2010/2/2 Twan van Laarhoven
class Quoted a where parseQuote :: String -> a -- for performance reasons: parseQuote' :: Ghc.PackedString -> a
Great idea! Thinking about it, you can use type classes to dispose of the QuasiQuote record entirely. Instead, have: class MyLang a where myLang :: String -> Q a instance MyLang Exp where myLang = myLangSyntaxToGHCExprForSplice . myLangExpParser ... etc, MyLang instances for Pat and Type too ... And then write: $(myLang [|...|]) Now the splice $(e) typechecks e as a Q Type / Q Exp / Q Decl as required by the context it is in, and hence gets the correct instance of MyLang. So our proposal needn't change the semantics of splice at all - we can reuse the name overloading abilities of type classes. It's a shame that TH is too widely used to be amenable to refactoring into this sort of form. Cheers, Max

On Feb 3, 2010, at 1:48 AM, Max Bolingbroke wrote:
2010/2/2 Twan van Laarhoven
: class Quoted a where parseQuote :: String -> a -- for performance reasons: parseQuote' :: Ghc.PackedString -> a
Great idea!
Thinking about it, you can use type classes to dispose of the QuasiQuote record entirely. Instead, have:
class MyLang a where myLang :: String -> Q a
instance MyLang Exp where myLang = myLangSyntaxToGHCExprForSplice . myLangExpParser
... etc, MyLang instances for Pat and Type too ...

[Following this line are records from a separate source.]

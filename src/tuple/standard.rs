// Copyright (C) 2025 Jeremy J. Carroll. See LICENSE for details.

//! Row standard and standard tableau tuples.

use super::{AnyTableauTuple, TableauTuple};
use crate::error::{Result, TableauError};
use crate::residue::{check_multicharge, ResidueSequence};
use crate::shape::{Cell, PartitionTuple};
use crate::tableau::Tableau;
use std::fmt;
use std::ops::Deref;

/// A tableau tuple with increasing rows and entries `1, 2, ..., n`.
#[derive(Debug, Clone, PartialEq, Eq, Hash, PartialOrd, Ord)]
pub struct RowStandardTableauTuple(TableauTuple);

impl RowStandardTableauTuple {
    pub fn new(t: TableauTuple) -> Result<Self> {
        if !t.is_row_strict() {
            return Err(TableauError::NotRowStrict);
        }
        if !t.has_bijective_entries() {
            return Err(TableauError::NotBijection);
        }
        Ok(Self(t))
    }

    pub fn from_rows(components: Vec<Vec<Vec<usize>>>) -> Result<Self> {
        Self::new(TableauTuple::from_rows(components)?)
    }

    pub(crate) fn new_unchecked(t: TableauTuple) -> Self {
        debug_assert!(t.is_row_standard());
        Self(t)
    }

    pub fn as_tableau_tuple(&self) -> &TableauTuple {
        &self.0
    }

    pub fn into_inner(self) -> TableauTuple {
        self.0
    }

    /// The cell holding `k`.
    pub fn inverse(&self, k: usize) -> Result<Cell> {
        self.0.find(k).ok_or(TableauError::ValueNotFound(k))
    }

    /// Residues of the cells holding `1, 2, ..., n`.
    pub fn residue_sequence(&self, e: usize, multicharge: &[i64]) -> Result<ResidueSequence> {
        check_multicharge(multicharge, self.level())?;
        let mut residues = vec![0; self.size()];
        for (k, t) in self.components().iter().enumerate() {
            for (r, row) in t.rows().iter().enumerate() {
                for (c, &v) in row.iter().enumerate() {
                    residues[v - 1] = Cell::new(k, r, c).content(multicharge[k]);
                }
            }
        }
        ResidueSequence::new(e, multicharge.to_vec(), residues)
    }

    /// Drop the entries larger than `m`. Any `m` is accepted; this fails when
    /// a row is emptied, or shortened, below a row that keeps more entries,
    /// as `[[2, 3], [1]]` does at `m = 1`.
    pub fn restrict(&self, m: usize) -> Result<RowStandardTableauTuple> {
        Ok(Self(self.0.restrict(m)?))
    }

    pub fn conjugate(&self) -> AnyTableauTuple {
        self.0.conjugate().classify()
    }
}

impl Deref for RowStandardTableauTuple {
    type Target = TableauTuple;

    fn deref(&self) -> &TableauTuple {
        &self.0
    }
}

impl fmt::Display for RowStandardTableauTuple {
    fn fmt(&self, f: &mut fmt::Formatter<'_>) -> fmt::Result {
        write!(f, "{}", self.0)
    }
}

impl From<RowStandardTableauTuple> for TableauTuple {
    fn from(t: RowStandardTableauTuple) -> Self {
        t.0
    }
}

impl TryFrom<TableauTuple> for RowStandardTableauTuple {
    type Error = TableauError;

    fn try_from(t: TableauTuple) -> Result<Self> {
        Self::new(t)
    }
}

impl PartialEq<Tableau> for RowStandardTableauTuple {
    fn eq(&self, other: &Tableau) -> bool {
        self.0 == *other
    }
}

/// A row standard tableau tuple whose columns also increase.
#[derive(Debug, Clone, PartialEq, Eq, Hash, PartialOrd, Ord)]
pub struct StandardTableauTuple(RowStandardTableauTuple);

impl StandardTableauTuple {
    pub fn new(t: TableauTuple) -> Result<Self> {
        let row_standard = RowStandardTableauTuple::new(t)?;
        if !row_standard.is_column_strict() {
            return Err(TableauError::NotColumnStrict);
        }
        Ok(Self(row_standard))
    }

    pub fn from_rows(components: Vec<Vec<Vec<usize>>>) -> Result<Self> {
        Self::new(TableauTuple::from_rows(components)?)
    }

    pub(crate) fn new_unchecked(t: TableauTuple) -> Self {
        debug_assert!(t.is_standard());
        Self(RowStandardTableauTuple(t))
    }

    pub fn as_tableau_tuple(&self) -> &TableauTuple {
        &self.0 .0
    }

    pub fn into_inner(self) -> TableauTuple {
        self.0 .0
    }

    pub fn to_row_standard(&self) -> RowStandardTableauTuple {
        self.0.clone()
    }

    /// Drop the entries larger than `m`; the result is again standard.
    pub fn restrict(&self, m: usize) -> StandardTableauTuple {
        let components = self
            .components()
            .iter()
            .map(|t| t.restrict_increasing(m))
            .collect();
        Self::new_unchecked(TableauTuple::from_components_unchecked(components))
    }

    pub fn restrict_last(&self) -> StandardTableauTuple {
        self.restrict(self.size().saturating_sub(1))
    }

    pub fn conjugate(&self) -> StandardTableauTuple {
        Self::new_unchecked(self.as_tableau_tuple().conjugate())
    }

    /// Whether the shape of every restriction of `self` dominates the shape
    /// of the matching restriction of `other`.
    pub fn dominates(&self, other: &StandardTableauTuple) -> bool {
        (1..=self.size()).all(|m| {
            self.restrict(m)
                .shape()
                .dominates(&other.restrict(m).shape())
        })
    }

    /// The shapes of the restrictions to `0, 1, ..., n`.
    pub fn to_chain(&self) -> Vec<PartitionTuple> {
        (0..=self.size()).map(|m| self.restrict(m).shape()).collect()
    }
}

impl Deref for StandardTableauTuple {
    type Target = RowStandardTableauTuple;

    fn deref(&self) -> &RowStandardTableauTuple {
        &self.0
    }
}

impl fmt::Display for StandardTableauTuple {
    fn fmt(&self, f: &mut fmt::Formatter<'_>) -> fmt::Result {
        write!(f, "{}", self.as_tableau_tuple())
    }
}

impl From<StandardTableauTuple> for TableauTuple {
    fn from(t: StandardTableauTuple) -> Self {
        t.into_inner()
    }
}

impl From<StandardTableauTuple> for RowStandardTableauTuple {
    fn from(t: StandardTableauTuple) -> Self {
        t.0
    }
}

impl TryFrom<TableauTuple> for StandardTableauTuple {
    type Error = TableauError;

    fn try_from(t: TableauTuple) -> Result<Self> {
        Self::new(t)
    }
}

impl PartialEq<Tableau> for StandardTableauTuple {
    fn eq(&self, other: &Tableau) -> bool {
        *self.as_tableau_tuple() == *other
    }
}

With a class-based approach only one parser that creates values of the same type could be used in a program. It would not be possible to embed multiple languages that create TH.Exp to be spliced into a single program. With the current syntax, I can write [$myLang| ... |] and [$yourLang| ... |] in the same program and use different parsers although both create Exp values.
And then write:
$(myLang [|...|])
This is more verbose than the proposed [myLang| ... |]. There seem to be different goals in the different proposals in this thread: 1. Simplify the syntax for quasi quoting (remove $, use different brackets), 2. make it more generally applicable (allow declarations and/or types to be quasi quoted), and 3. simplify and generalise its implementation (invent a single mechanism that unifies quasi quoting and TH splicing). Sebastian -- Underestimating the novelty of the future is a time-honored tradition. (D.G.)

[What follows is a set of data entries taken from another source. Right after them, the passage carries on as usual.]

// Copyright (C) 2025 Jeremy J. Carroll. See LICENSE for details.

//! Display configuration.
//!
//! Tableau tuples print in one of three styles. Diagrams follow either the
//! English convention (first row on top) or the French one (first row at
//! the bottom). Both settings parse from strings, ignoring case:
//!
//! ```
//! use tableau_tuples::config::{Convention, DisplayOptions, DisplayStyle};
//!
//! let style: DisplayStyle = "Compact".parse().unwrap();
//! assert_eq!(style, DisplayStyle::Compact);
//! assert_eq!(Convention::French.to_string(), "french");
//! assert_eq!(DisplayOptions::default().style, DisplayStyle::List);
//! ```

use strum_macros::{Display, EnumCount as EnumCountMacro, EnumString};

/// How a tableau tuple is rendered as text.
#[derive(Debug, Clone, Copy, Default, PartialEq, Eq, Display, EnumString, EnumCountMacro)]
#[strum(serialize_all = "lowercase", ascii_case_insensitive)]
pub enum DisplayStyle {
    /// `([[1, 2], [3]], [])`
    #[default]
    List,
    /// `1,2/3|-`
    Compact,
    /// Components drawn side by side.
    Diagram,
}

/// Which way up diagrams are drawn.
#[derive(Debug, Clone, Copy, Default, PartialEq, Eq, Display, EnumString, EnumCountMacro)]
#[strum(serialize_all = "lowercase", ascii_case_insensitive)]
pub enum Convention {
    #[default]
    English,
    French,
}

#[derive(Debug, Clone, Copy, Default, PartialEq, Eq)]
pub struct DisplayOptions {
    pub style: DisplayStyle,
    pub convention: Convention,
}

impl DisplayOptions {
    pub fn new(style: DisplayStyle, convention: Convention) -> Self {
        Self { style, convention }
    }
}
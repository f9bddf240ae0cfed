// Copyright (C) 2025 Jeremy J. Carroll. See LICENSE for details.

//! Shape algebra: partitions, partition tuples and their cells.
//!
//! A partition is a weakly decreasing list of positive parts. A partition
//! tuple is an ordered list of partitions, one per component; its level is
//! the number of components. Cells are addressed as `(component, row,
//! column)`, all 0-based.
//!
//! # Examples
//!
//! ```
//! use tableau_tuples::shape::{Cell, PartitionTuple};
//!
//! let mu = PartitionTuple::from_rows(vec![vec![2, 1], vec![], vec![1]]).unwrap();
//! assert_eq!(mu.level(), 3);
//! assert_eq!(mu.size(), 4);
//! assert_eq!(mu.addable_cells()[0], Cell::new(0, 0, 2));
//! assert_eq!(format!("{}", mu.conjugate()), "([1], [], [2, 1])");
//! ```

mod enumerate;
mod partition;
mod partition_tuple;

pub use enumerate::{
    all_partition_tuples, compositions, partition_tuples, partition_tuples_of_level,
    partition_tuples_of_size, partitions, Compositions, PartitionTuples, Partitions,
};
pub use partition::Partition;
pub use partition_tuple::PartitionTuple;

use std::fmt;

/// A cell `(component, row, column)` of a tableau tuple or partition tuple.
#[derive(Debug, Clone, Copy, PartialEq, Eq, Hash, PartialOrd, Ord)]
pub struct Cell {
    pub component: usize,
    pub row: usize,
    pub column: usize,
}

impl Cell {
    pub const fn new(component: usize, row: usize, column: usize) -> Self {
        Self {
            component,
            row,
            column,
        }
    }

    /// Content of the cell relative to `charge`: `charge - row + column`.
    pub fn content(self, charge: i64) -> i64 {
        charge - self.row as i64 + self.column as i64
    }
}

impl fmt::Display for Cell {
    fn fmt(&self, f: &mut fmt::Formatter<'_>) -> fmt::Result {
        write!(f, "({}, {}, {})", self.component, self.row, self.column)
    }
}

impl From<(usize, usize, usize)> for Cell {
    fn from((component, row, column): (usize, usize, usize)) -> Self {
        Self::new(component, row, column)
    }
}

/// `n!` as a `u128`; exact up to `n = 34`.
pub(crate) fn factorial(n: usize) -> u128 {
    (1..=n as u128).product()
}

/// Binomial coefficient, computed so that every intermediate value is exact.
pub(crate) fn binomial(n: usize, k: usize) -> u128 {
    if k > n {
        return 0;
    }
    let k = k.min(n - k);
    let mut result: u128 = 1;
    for i in 0..k {
        result = result * (n - i) as u128 / (i + 1) as u128;
    }
    result
}

/// Multinomial coefficient `(Σ parts)! / Π parts!`.
pub(crate) fn multinomial(parts: impl IntoIterator<Item = usize>) -> u128 {
    let mut total = 0;
    let mut result: u128 = 1;
    for part in parts {
        total += part;
        result *= binomial(total, part);
    }
    result
}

On 3 February 2010 14:07, Sebastian Fischer
With a class-based approach only one parser that creates values of the same type could be used in a program. It would not be possible to embed multiple languages that create TH.Exp to be spliced into a single program. With the current syntax, I can write [$myLang| ... |] and [$yourLang| ... |] in the same program and use different parsers although both create Exp values.
This is not the case, because you still have an instance "Quoted String". Then you can write: $(myLang [|..|]) Where myLang :: String -> Q Exp The "Quoted Exp" instance you have in scope just determines what default semantics for $([|...|]) you get! So you can use this behaviour to change the default "language" from Haskell to whatever you like, but importing a My.Lang.Module rather than Language.Haskell.TH. This is a bit ugly though, and is more of an unintentional feature than something I was designing for :-)

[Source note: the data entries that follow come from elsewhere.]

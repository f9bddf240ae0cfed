// Copyright (C) 2025 Jeremy J. Carroll. See LICENSE for details.

//! Subgroups of the symmetric group generated by transpositions.
//!
//! Such a group is the direct product of the symmetric groups on its orbits,
//! so the orbits determine everything: the order is the product of the
//! orbit factorials and a permutation belongs to the group exactly when it
//! maps every orbit to itself. Row and column stabilizers of tableaux are
//! groups of this kind.

use super::Permutation;
use crate::shape::factorial;

#[derive(Debug, Clone, PartialEq, Eq)]
pub struct PermutationGroup {
    degree: usize,
    generators: Vec<(usize, usize)>,
    /// Orbit representative of each point, 0-based.
    orbit_of: Vec<usize>,
}

impl PermutationGroup {
    /// The group on `1..=degree` generated by `generators`.
    ///
    /// Transpositions naming points outside `1..=degree` are ignored.
    pub fn from_transpositions(
        degree: usize,
        generators: impl IntoIterator<Item = (usize, usize)>,
    ) -> Self {
        let generators: Vec<(usize, usize)> = generators
            .into_iter()
            .filter(|&(a, b)| a >= 1 && b >= 1 && a <= degree && b <= degree && a != b)
            .collect();
        let mut parent: Vec<usize> = (0..degree).collect();
        for &(a, b) in &generators {
            let ra = find(&mut parent, a - 1);
            let rb = find(&mut parent, b - 1);
            if ra != rb {
                parent[ra.max(rb)] = ra.min(rb);
            }
        }
        let orbit_of = (0..degree).map(|i| find(&mut parent, i)).collect();
        Self {
            degree,
            generators,
            orbit_of,
        }
    }

    pub fn degree(&self) -> usize {
        self.degree
    }

    pub fn generators(&self) -> &[(usize, usize)] {
        &self.generators
    }

    /// Orbits of size at least one, each sorted, ordered by least element.
    pub fn orbits(&self) -> Vec<Vec<usize>> {
        let mut orbits: Vec<Vec<usize>> = Vec::new();
        let mut index_of_root = vec![usize::MAX; self.degree];
        for (i, &root) in self.orbit_of.iter().enumerate() {
            if index_of_root[root] == usize::MAX {
                index_of_root[root] = orbits.len();
                orbits.push(Vec::new());
            }
            orbits[index_of_root[root]].push(i + 1);
        }
        orbits
    }

    pub fn order(&self) -> u128 {
        self.orbits().iter().map(|orbit| factorial(orbit.len())).product()
    }

    /// Whether `p` maps every orbit into itself.
    pub fn contains(&self, p: &Permutation) -> bool {
        (1..=p.degree().max(self.degree)).all(|i| {
            let image = p.apply(i);
            if i > self.degree || image > self.degree {
                image == i
            } else {
                self.orbit_of[i - 1] == self.orbit_of[image - 1]
            }
        })
    }

    pub fn one(&self) -> Permutation {
        Permutation::identity(self.degree)
    }
}

fn find(parent: &mut [usize], mut i: usize) -> usize {
    while parent[i] != i {
        parent[i] = parent[parent[i]];
        i = parent[i];
    }
    i
}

This is more verbose than the proposed [myLang| ... |]. There seem to be different goals in the different proposals in this thread: 1. Simplify the syntax for quasi quoting (remove $, use different brackets), 2. make it more generally applicable (allow declarations and/or types to be quasi quoted), and 3. simplify and generalise its implementation (invent a single mechanism that unifies quasi quoting and TH splicing).
Yes - I should have made it clearer that our proposal had strayed rather far from the original goal of reducing verbosity :-). Instead it increases it in the QQ case - but in (IMHO) a good way. Cheers, Max

On Feb 3, 2010, at 6:13 PM, Max Bolingbroke wrote:
With a class-based approach only one parser that creates values of the same type could be used in a program.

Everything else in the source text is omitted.